TASK OBJECTIVE
Keeping each line intact, print the whole listing.

GIVEN RECORDS
/// Category the backend assigns when a create request carries none.
pub const DEFAULT_CATEGORY: &str = "Общее";

/// The fixed set of worlds offered by the create-topic form and the filter.
#[derive(Debug, Clone, Copy, PartialEq, Eq, Hash)]
pub enum Category {
    Fantasy,
    SciFi,
    PostApocalypse,
    Medieval,
    Modern,
}

impl Category {
    pub const ALL: [Category; 5] = [
        Category::Fantasy,
        Category::SciFi,
        Category::PostApocalypse,
        Category::Medieval,
        Category::Modern,
    ];

    /// Label as stored in `Topic::category`.
    pub fn label(&self) -> &'static str {
        match self {
            Category::Fantasy => "Фэнтези",
            Category::SciFi => "Научная фантастика",
            Category::PostApocalypse => "Постапокалипсис",
            Category::Medieval => "Средневековье",
            Category::Modern => "Современность",
        }
    }

    pub fn glyph(&self) -> char {
        match self {
            Category::Fantasy => '✦',
            Category::SciFi => '◈',
            Category::PostApocalypse => '☢',
            Category::Medieval => '♜',
            Category::Modern => '●',
        }
    }

    /// Exact, case-sensitive label match.
    pub fn from_label(label: &str) -> Option<Category> {
        Self::ALL.into_iter().find(|c| c.label() == label)
    }

    fn index(&self) -> usize {
        Self::ALL.iter().position(|c| c == self).unwrap_or(0)
    }

    /// Next category, wrapping around.
    pub fn next(&self) -> Category {
        Self::ALL[(self.index() + 1) % Self::ALL.len()]
    }

    /// Previous category, wrapping around.
    pub fn prev(&self) -> Category {
        Self::ALL[(self.index() + Self::ALL.len() - 1) % Self::ALL.len()]
    }

    /// Step a filter through `None → Fantasy → … → Modern → None`.
    pub fn cycle_filter(current: Option<Category>) -> Option<Category> {
        match current {
            None => Some(Self::ALL[0]),
            Some(c) if c.index() + 1 == Self::ALL.len() => None,
            Some(c) => Some(c.next()),
        }
    }
}

impl std::fmt::Display for Category {
    fn fmt(&self, f: &mut std::fmt::Formatter<'_>) -> std::fmt::Result {
        f.write_str(self.label())
    }
}
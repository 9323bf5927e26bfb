use chrono::{DateTime, Local, NaiveDateTime, TimeZone};
use serde::{Deserialize, Serialize};

use super::{deserialize_id, null_as_default};

const DISPLAY_FORMAT: &str = "%d.%m.%Y, %H:%M:%S";

/// A reply scoped to one topic.
#[derive(Debug, Clone, Serialize, Deserialize, PartialEq, Eq)]
#[serde(rename_all = "camelCase")]
pub struct Comment {
    #[serde(deserialize_with = "deserialize_id")]
    pub id: i64,
    #[serde(deserialize_with = "deserialize_id")]
    pub topic_id: i64,
    #[serde(default, deserialize_with = "null_as_default")]
    pub author: String,
    #[serde(default, deserialize_with = "null_as_default")]
    pub content: String,
    #[serde(default, deserialize_with = "null_as_default")]
    pub created_at: String,
}

impl Comment {
    /// Creation time as `dd.mm.yyyy, HH:MM:SS` in local time.
    ///
    /// Timestamps without an offset are taken as local. Anything that does
    /// not parse is returned verbatim.
    pub fn created_at_display(&self) -> String {
        format_timestamp(&self.created_at)
    }
}

pub(crate) fn format_timestamp(raw: &str) -> String {
    if let Ok(parsed) = DateTime::parse_from_rfc3339(raw) {
        return parsed.with_timezone(&Local).format(DISPLAY_FORMAT).to_string();
    }
    let naive = NaiveDateTime::parse_from_str(raw, "%Y-%m-%dT%H:%M:%S%.f")
        .or_else(|_| NaiveDateTime::parse_from_str(raw, "%Y-%m-%d %H:%M:%S%.f"));
    match naive {
        Ok(naive) => match Local.from_local_datetime(&naive).earliest() {
            Some(local) => local.format(DISPLAY_FORMAT).to_string(),
            None => naive.format(DISPLAY_FORMAT).to_string(),
        },
        Err(_) => raw.to_string(),
    }
}

/// Body of a comment create request.
#[derive(Debug, Clone, Serialize, Deserialize, PartialEq, Eq)]
#[serde(rename_all = "camelCase")]
pub struct NewComment {
    pub topic_id: i64,
    pub author: String,
    pub content: String,
}

impl NewComment {
    pub fn new(topic_id: i64, author: impl Into<String>, content: impl Into<String>) -> Self {
        Self {
            topic_id,
            author: author.into(),
            content: content.into(),
        }
    }
}

/// `GET` comments envelope.
#[derive(Debug, Clone, Default, Deserialize, Serialize)]
pub struct CommentsResponse {
    #[serde(default, deserialize_with = "null_as_default")]
    pub comments: Vec<Comment>,
}

#[cfg(test)]
mod tests {
    use super::*;

    #[test]
    fn test_comment_deserialize() {
        let json = r#"{"id":10,"topicId":3,"author":"Аня","content":"Привет","createdAt":"2025-10-28T09:05:07.123456"}"#;
        let comment: Comment = serde_json::from_str(json).unwrap();
        assert_eq!(comment.topic_id, 3);
        assert_eq!(comment.content, "Привет");
    }

    #[test]
    fn test_new_comment_uses_camel_case() {
        let body = serde_json::to_value(NewComment::new(3, "Аня", "Привет")).unwrap();
        assert_eq!(
            body,
            serde_json::json!({"topicId": 3, "author": "Аня", "content": "Привет"})
        );
    }

    #[test]
    fn test_naive_timestamp_formats_as_local() {
        assert_eq!(
            format_timestamp("2025-10-28T09:05:07.123456"),
            "28.10.2025, 09:05:07"
        );
        assert_eq!(format_timestamp("2025-01-02 03:04:05"), "02.01.2025, 03:04:05");
    }

    #[test]
    fn test_rfc3339_timestamp_converts_to_local() {
        let raw = "2025-10-28T09:05:07+00:00";
        let expected = DateTime::parse_from_rfc3339(raw)
            .unwrap()
            .with_timezone(&Local)
            .format(DISPLAY_FORMAT)
            .to_string();
        assert_eq!(format_timestamp(raw), expected);
    }

    #[test]
    fn test_unparseable_timestamp_verbatim() {
        assert_eq!(format_timestamp("вчера"), "вчера");
        assert_eq!(format_timestamp(""), "");
    }

    #[test]
    fn test_comments_response_missing_array() {
        let response: CommentsResponse = serde_json::from_str("{}").unwrap();
        assert!(response.comments.is_empty());
    }
}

YOUR RESPONSE
/// Category the backend assigns when a create request carries none.
pub const DEFAULT_CATEGORY: &str = "Общее";

/// The fixed set of worlds offered by the create-topic form and the filter.
#[derive(Debug, Clone, Copy, PartialEq, Eq, Hash)]
pub enum Category {
    Fantasy,
    SciFi,
    PostApocalypse,
    Medieval,
    Modern,
}

impl Category {
    pub const ALL: [Category; 5] = [
        Category::Fantasy,
        Category::SciFi,
        Category::PostApocalypse,
        Category::Medieval,
        Category::Modern,
    ];

    /// Label as stored in `Topic::category`.
    pub fn label(&self) -> &'static str {
        match self {
            Category::Fantasy => "Фэнтези",
            Category::SciFi => "Научная фантастика",
            Category::PostApocalypse => "Постапокалипсис",
            Category::Medieval => "Средневековье",
            Category::Modern => "Современность",
        }
    }

    pub fn glyph(&self) -> char {
        match self {
            Category::Fantasy => '✦',
            Category::SciFi => '◈',
            Category::PostApocalypse => '☢',
            Category::Medieval => '♜',
            Category::Modern => '●',
        }
    }

    /// Exact, case-sensitive label match.
    pub fn from_label(label: &str) -> Option<Category> {
        Self::ALL.into_iter().find(|c| c.label() == label)
    }

    fn index(&self) -> usize {
        Self::ALL.iter().position(|c| c == self).unwrap_or(0)
    }

    /// Next category, wrapping around.
    pub fn next(&self) -> Category {
        Self::ALL[(self.index() + 1) % Self::ALL.len()]
    }

    /// Previous category, wrapping around.
    pub fn prev(&self) -> Category {
        Self::ALL[(self.index() + Self::ALL.len() - 1) % Self::ALL.len()]
    }

    /// Step a filter through `None → Fantasy → … → Modern → None`.
    pub fn cycle_filter(current: Option<Category>) -> Option<Category> {
        match current {
            None => Some(Self::ALL[0]),
            Some(c) if c.index() + 1 == Self::ALL.len() => None,
            Some(c) => Some(c.next()),
        }
    }
}

impl std::fmt::Display for Category {
    fn fmt(&self, f: &mut std::fmt::Formatter<'_>) -> std::fmt::Result {
        f.write_str(self.label())
    }
}
repository 9323bf5927e26bfb
use chrono::{DateTime, Local, NaiveDateTime, TimeZone};
use serde::{Deserialize, Serialize};

use super::{deserialize_id, null_as_default};

const DISPLAY_FORMAT: &str = "%d.%m.%Y, %H:%M:%S";

/// A reply scoped to one topic.
#[derive(Debug, Clone, Serialize, Deserialize, PartialEq, Eq)]
#[serde(rename_all = "camelCase")]
pub struct Comment {
    #[serde(deserialize_with = "deserialize_id")]
    pub id: i64,
    #[serde(deserialize_with = "deserialize_id")]
    pub topic_id: i64,
    #[serde(default, deserialize_with = "null_as_default")]
    pub author: String,
    #[serde(default, deserialize_with = "null_as_default")]
    pub content: String,
    #[serde(default, deserialize_with = "null_as_default")]
    pub created_at: String,
}

impl Comment {
    /// Creation time as `dd.mm.yyyy, HH:MM:SS` in local time.
    ///
    /// Timestamps without an offset are taken as local. Anything that does
    /// not parse is returned verbatim.
    pub fn created_at_display(&self) -> String {
        format_timestamp(&self.created_at)
    }
}

pub(crate) fn format_timestamp(raw: &str) -> String {
    if let Ok(parsed) = DateTime::parse_from_rfc3339(raw) {
        return parsed.with_timezone(&Local).format(DISPLAY_FORMAT).to_string();
    }
    let naive = NaiveDateTime::parse_from_str(raw, "%Y-%m-%dT%H:%M:%S%.f")
        .or_else(|_| NaiveDateTime::parse_from_str(raw, "%Y-%m-%d %H:%M:%S%.f"));
    match naive {
        Ok(naive) => match Local.from_local_datetime(&naive).earliest() {
            Some(local) => local.format(DISPLAY_FORMAT).to_string(),
            None => naive.format(DISPLAY_FORMAT).to_string(),
        },
        Err(_) => raw.to_string(),
    }
}

/// Body of a comment create request.
#[derive(Debug, Clone, Serialize, Deserialize, PartialEq, Eq)]
#[serde(rename_all = "camelCase")]
pub struct NewComment {
    pub topic_id: i64,
    pub author: String,
    pub content: String,
}

impl NewComment {
    pub fn new(topic_id: i64, author: impl Into<String>, content: impl Into<String>) -> Self {
        Self {
            topic_id,
            author: author.into(),
            content: content.into(),
        }
    }
}

/// `GET` comments envelope.
#[derive(Debug, Clone, Default, Deserialize, Serialize)]
pub struct CommentsResponse {
    #[serde(default, deserialize_with = "null_as_default")]
    pub comments: Vec<Comment>,
}

#[cfg(test)]
mod tests {
    use super::*;

    #[test]
    fn test_comment_deserialize() {
        let json = r#"{"id":10,"topicId":3,"author":"Аня","content":"Привет","createdAt":"2025-10-28T09:05:07.123456"}"#;
        let comment: Comment = serde_json::from_str(json).unwrap();
        assert_eq!(comment.topic_id, 3);
        assert_eq!(comment.content, "Привет");
    }

    #[test]
    fn test_new_comment_uses_camel_case() {
        let body = serde_json::to_value(NewComment::new(3, "Аня", "Привет")).unwrap();
        assert_eq!(
            body,
            serde_json::json!({"topicId": 3, "author": "Аня", "content": "Привет"})
        );
    }

    #[test]
    fn test_naive_timestamp_formats_as_local() {
        assert_eq!(
            format_timestamp("2025-10-28T09:05:07.123456"),
            "28.10.2025, 09:05:07"
        );
        assert_eq!(format_timestamp("2025-01-02 03:04:05"), "02.01.2025, 03:04:05");
    }

    #[test]
    fn test_rfc3339_timestamp_converts_to_local() {
        let raw = "2025-10-28T09:05:07+00:00";
        let expected = DateTime::parse_from_rfc3339(raw)
            .unwrap()
            .with_timezone(&Local)
            .format(DISPLAY_FORMAT)
            .to_string();
        assert_eq!(format_timestamp(raw), expected);
    }

    #[test]
    fn test_unparseable_timestamp_verbatim() {
        assert_eq!(format_timestamp("вчера"), "вчера");
        assert_eq!(format_timestamp(""), "");
    }

    #[test]
    fn test_comments_response_missing_array() {
        let response: CommentsResponse = serde_json::from_str("{}").unwrap();
        assert!(response.comments.is_empty());
    }
}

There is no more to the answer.